Description of the task –
Repeat the full listing that follows, word for word.

Provided information –
++++++

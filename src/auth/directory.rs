// Copyright (C) 2026 Core Services Team This program is free software: you
// can redistribute it and/or modify it under the terms of the GNU General
// Public License as published by the Free Software Foundation, version 3.
//
// This program is distributed in the hope that it will be useful, but WITHOUT
// ANY WARRANTY; without even the implied warranty of MERCHANTABILITY or
// FITNESS FOR A PARTICULAR PURPOSE. See the GNU General Public License for
// more details.
//
// You should have received a copy of the GNU General Public License along
// with this program. If not, see <https://www.gnu.org/licenses/>.
//

//! The third ZAP identity tier: a blocking database lookup. This crate
//! only defines the interface; a real deployment supplies an implementation
//! backed by its directory/database client.

/// A blocking oracle mapping a public key to a user identity. Implementations
/// may take seconds to answer; the ZAP handler is explicitly allowed to move
/// this call off its own thread as long as per-peer ordering is preserved.
pub trait DirectoryOracle: Send + Sync {
    fn lookup(&self, public_key: &str) -> Option<String>;
}

/// An oracle that never resolves anything, useful where no directory service
/// is configured and only pre-authorized/transient identities matter.
#[derive(Debug, Default, Clone, Copy)]
pub struct NullDirectoryOracle;

impl DirectoryOracle for NullDirectoryOracle {
    fn lookup(&self, _public_key: &str) -> Option<String> {
        None
    }
}

/// An in-memory oracle for tests and small deployments.
#[derive(Debug, Default, Clone)]
pub struct StaticDirectoryOracle {
    entries: std::collections::HashMap<String, String>,
}

impl StaticDirectoryOracle {
    pub fn new(entries: std::collections::HashMap<String, String>) -> Self {
        Self { entries }
    }
}

impl DirectoryOracle for StaticDirectoryOracle {
    fn lookup(&self, public_key: &str) -> Option<String> {
        self.entries.get(public_key).cloned()
    }
}
// Copyright (C) 2026 Core Services Team This program is free software: you
// can redistribute it and/or modify it under the terms of the GNU General
// Public License as published by the Free Software Foundation, version 3.
//
// This program is distributed in the hope that it will be useful, but WITHOUT
// ANY WARRANTY; without even the implied warranty of MERCHANTABILITY or
// FITNESS FOR A PARTICULAR PURPOSE. See the GNU General Public License for
// more details.
//
// You should have received a copy of the GNU General Public License along
// with this program. If not, see <https://www.gnu.org/licenses/>.
//

//! Outbound repo-control wire messages.
//!
//! The real message catalog is an external protobuf schema; this crate only
//! needs to produce an opaque, framed payload tagged with a message type and
//! consume a one-frame, content-opaque reply. `bincode` stands in for the
//! real schema's wire encoding.

use bincode::{Decode, Encode};

#[derive(Debug, Clone, Encode, Decode, PartialEq, Eq)]
pub struct RepoDataDeleteRequest {
    pub path: String,
}

#[derive(Debug, Clone, Encode, Decode, PartialEq, Eq)]
pub struct RepoPathCreateRequest {
    pub path: String,
}

#[derive(Debug, Clone, Encode, Decode, PartialEq, Eq)]
pub struct RepoPathDeleteRequest {
    pub path: String,
}

/// Discriminator carried alongside the encoded body so a repo server can
/// dispatch without understanding the full schema.
#[derive(Debug, Clone, Copy, Encode, Decode, PartialEq, Eq)]
pub enum RepoControlMessageType {
    DataDelete,
    PathCreate,
    PathDelete,
}

/// One outbound repo-control request, already tagged and ready to frame.
pub enum RepoControlRequest {
    DataDelete(RepoDataDeleteRequest),
    PathCreate(RepoPathCreateRequest),
    PathDelete(RepoPathDeleteRequest),
}

impl RepoControlRequest {
    pub fn message_type(&self) -> RepoControlMessageType {
        match self {
            RepoControlRequest::DataDelete(_) => RepoControlMessageType::DataDelete,
            RepoControlRequest::PathCreate(_) => RepoControlMessageType::PathCreate,
            RepoControlRequest::PathDelete(_) => RepoControlMessageType::PathDelete,
        }
    }

    /// Encode as a two-frame multipart message: [type tag, body].
    pub fn encode(&self) -> Result<Vec<Vec<u8>>, WireError> {
        let tag = bincode::encode_to_vec(self.message_type(), bincode::config::standard())
            .map_err(WireError::Encode)?;
        let body = match self {
            RepoControlRequest::DataDelete(req) => {
                bincode::encode_to_vec(req, bincode::config::standard())
            }
            RepoControlRequest::PathCreate(req) => {
                bincode::encode_to_vec(req, bincode::config::standard())
            }
            RepoControlRequest::PathDelete(req) => {
                bincode::encode_to_vec(req, bincode::config::standard())
            }
        }
        .map_err(WireError::Encode)?;
        Ok(vec![tag, body])
    }
}

#[derive(Debug, thiserror::Error)]
pub enum WireError {
    #[error("failed to encode wire message: {0}")]
    Encode(bincode::error::EncodeError),
}

#[cfg(test)]
mod tests {
    use super::*;

    #[test]
    fn data_delete_encodes_two_frames() {
        let req = RepoControlRequest::DataDelete(RepoDataDeleteRequest {
            path: "/mnt/a/user/bob".to_string(),
        });
        let frames = req.encode().unwrap();
        assert_eq!(frames.len(), 2);
    }

    #[test]
    fn path_create_and_delete_use_distinct_tags() {
        let create = RepoControlRequest::PathCreate(RepoPathCreateRequest {
            path: "/mnt/a/user/bob".to_string(),
        })
        .encode()
        .unwrap();
        let delete = RepoControlRequest::PathDelete(RepoPathDeleteRequest {
            path: "/mnt/a/user/bob".to_string(),
        })
        .encode()
        .unwrap();
        assert_ne!(create[0], delete[0]);
        assert_eq!(create[1], delete[1]); // same path, different operation
    }
}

++++++

Response –
filename src/auth/directory.rs
// Copyright (C) 2026 Core Services Team This program is free software: you
// can redistribute it and/or modify it under the terms of the GNU General
// Public License as published by the Free Software Foundation, version 3.
//
// This program is distributed in the hope that it will be useful, but WITHOUT
// ANY WARRANTY; without even the implied warranty of MERCHANTABILITY or
// FITNESS FOR A PARTICULAR PURPOSE. See the GNU General Public License for
// more details.
//
// You should have received a copy of the GNU General Public License along
// with this program. If not, see <https://www.gnu.org/licenses/>.
//

//! The third ZAP identity tier: a blocking database lookup. This crate
//! only defines the interface; a real deployment supplies an implementation
//! backed by its directory/database client.

/// A blocking oracle mapping a public key to a user identity. Implementations
/// may take seconds to answer; the ZAP handler is explicitly allowed to move
/// this call off its own thread as long as per-peer ordering is preserved.
pub trait DirectoryOracle: Send + Sync {
    fn lookup(&self, public_key: &str) -> Option<String>;
}

/// An oracle that never resolves anything, useful where no directory service
/// is configured and only pre-authorized/transient identities matter.
#[derive(Debug, Default, Clone, Copy)]
pub struct NullDirectoryOracle;

impl DirectoryOracle for NullDirectoryOracle {
    fn lookup(&self, _public_key: &str) -> Option<String> {
        None
    }
}

/// An in-memory oracle for tests and small deployments.
#[derive(Debug, Default, Clone)]
pub struct StaticDirectoryOracle {
    entries: std::collections::HashMap<String, String>,
}

impl StaticDirectoryOracle {
    pub fn new(entries: std::collections::HashMap<String, String>) -> Self {
        Self { entries }
    }
}

impl DirectoryOracle for StaticDirectoryOracle {
    fn lookup(&self, public_key: &str) -> Option<String> {
        self.entries.get(public_key).cloned()
    }
}
// Copyright (C) 2026 Core Services Team This program is free software: you
// can redistribute it and/or modify it under the terms of the GNU General
// Public License as published by the Free Software Foundation, version 3.
//
// This program is distributed in the hope that it will be useful, but WITHOUT
// ANY WARRANTY; without even the implied warranty of MERCHANTABILITY or
// FITNESS FOR A PARTICULAR PURPOSE. See the GNU General Public License for
// more details.
//
// You should have received a copy of the GNU General Public License along
// with this program. If not, see <https://www.gnu.org/licenses/>.
//

//! Outbound repo-control wire messages.
//!
//! The real message catalog is an external protobuf schema; this crate only
//! needs to produce an opaque, framed payload tagged with a message type and
//! consume a one-frame, content-opaque reply. `bincode` stands in for the
//! real schema's wire encoding.

use bincode::{Decode, Encode};

#[derive(Debug, Clone, Encode, Decode, PartialEq, Eq)]
pub struct RepoDataDeleteRequest {
    pub path: String,
}

#[derive(Debug, Clone, Encode, Decode, PartialEq, Eq)]
pub struct RepoPathCreateRequest {
    pub path: String,
}

#[derive(Debug, Clone, Encode, Decode, PartialEq, Eq)]
pub struct RepoPathDeleteRequest {
    pub path: String,
}

/// Discriminator carried alongside the encoded body so a repo server can
/// dispatch without understanding the full schema.
#[derive(Debug, Clone, Copy, Encode, Decode, PartialEq, Eq)]
pub enum RepoControlMessageType {
    DataDelete,
    PathCreate,
    PathDelete,
}

/// One outbound repo-control request, already tagged and ready to frame.
pub enum RepoControlRequest {
    DataDelete(RepoDataDeleteRequest),
    PathCreate(RepoPathCreateRequest),
    PathDelete(RepoPathDeleteRequest),
}

impl RepoControlRequest {
    pub fn message_type(&self) -> RepoControlMessageType {
        match self {
            RepoControlRequest::DataDelete(_) => RepoControlMessageType::DataDelete,
            RepoControlRequest::PathCreate(_) => RepoControlMessageType::PathCreate,
            RepoControlRequest::PathDelete(_) => RepoControlMessageType::PathDelete,
        }
    }

    /// Encode as a two-frame multipart message: [type tag, body].
    pub fn encode(&self) -> Result<Vec<Vec<u8>>, WireError> {
        let tag = bincode::encode_to_vec(self.message_type(), bincode::config::standard())
            .map_err(WireError::Encode)?;
        let body = match self {
            RepoControlRequest::DataDelete(req) => {
                bincode::encode_to_vec(req, bincode::config::standard())
            }
            RepoControlRequest::PathCreate(req) => {
                bincode::encode_to_vec(req, bincode::config::standard())
            }
            RepoControlRequest::PathDelete(req) => {
                bincode::encode_to_vec(req, bincode::config::standard())
            }
        }
        .map_err(WireError::Encode)?;
        Ok(vec![tag, body])
    }
}

#[derive(Debug, thiserror::Error)]
pub enum WireError {
    #[error("failed to encode wire message: {0}")]
    Encode(bincode::error::EncodeError),
}

#[cfg(test)]
mod tests {
    use super::*;

    #[test]
    fn data_delete_encodes_two_frames() {
        let req = RepoControlRequest::DataDelete(RepoDataDeleteRequest {
            path: "/mnt/a/user/bob".to_string(),
        });
        let frames = req.encode().unwrap();
        assert_eq!(frames.len(), 2);
    }

    #[test]
    fn path_create_and_delete_use_distinct_tags() {
        let create = RepoControlRequest::PathCreate(RepoPathCreateRequest {
            path: "/mnt/a/user/bob".to_string(),
        })
        .encode()
        .unwrap();
        let delete = RepoControlRequest::PathDelete(RepoPathDeleteRequest {
            path: "/mnt/a/user/bob".to_string(),
        })
        .encode()
        .unwrap();
        assert_ne!(create[0], delete[0]);
        assert_eq!(create[1], delete[1]); // same path, different operation
    }
}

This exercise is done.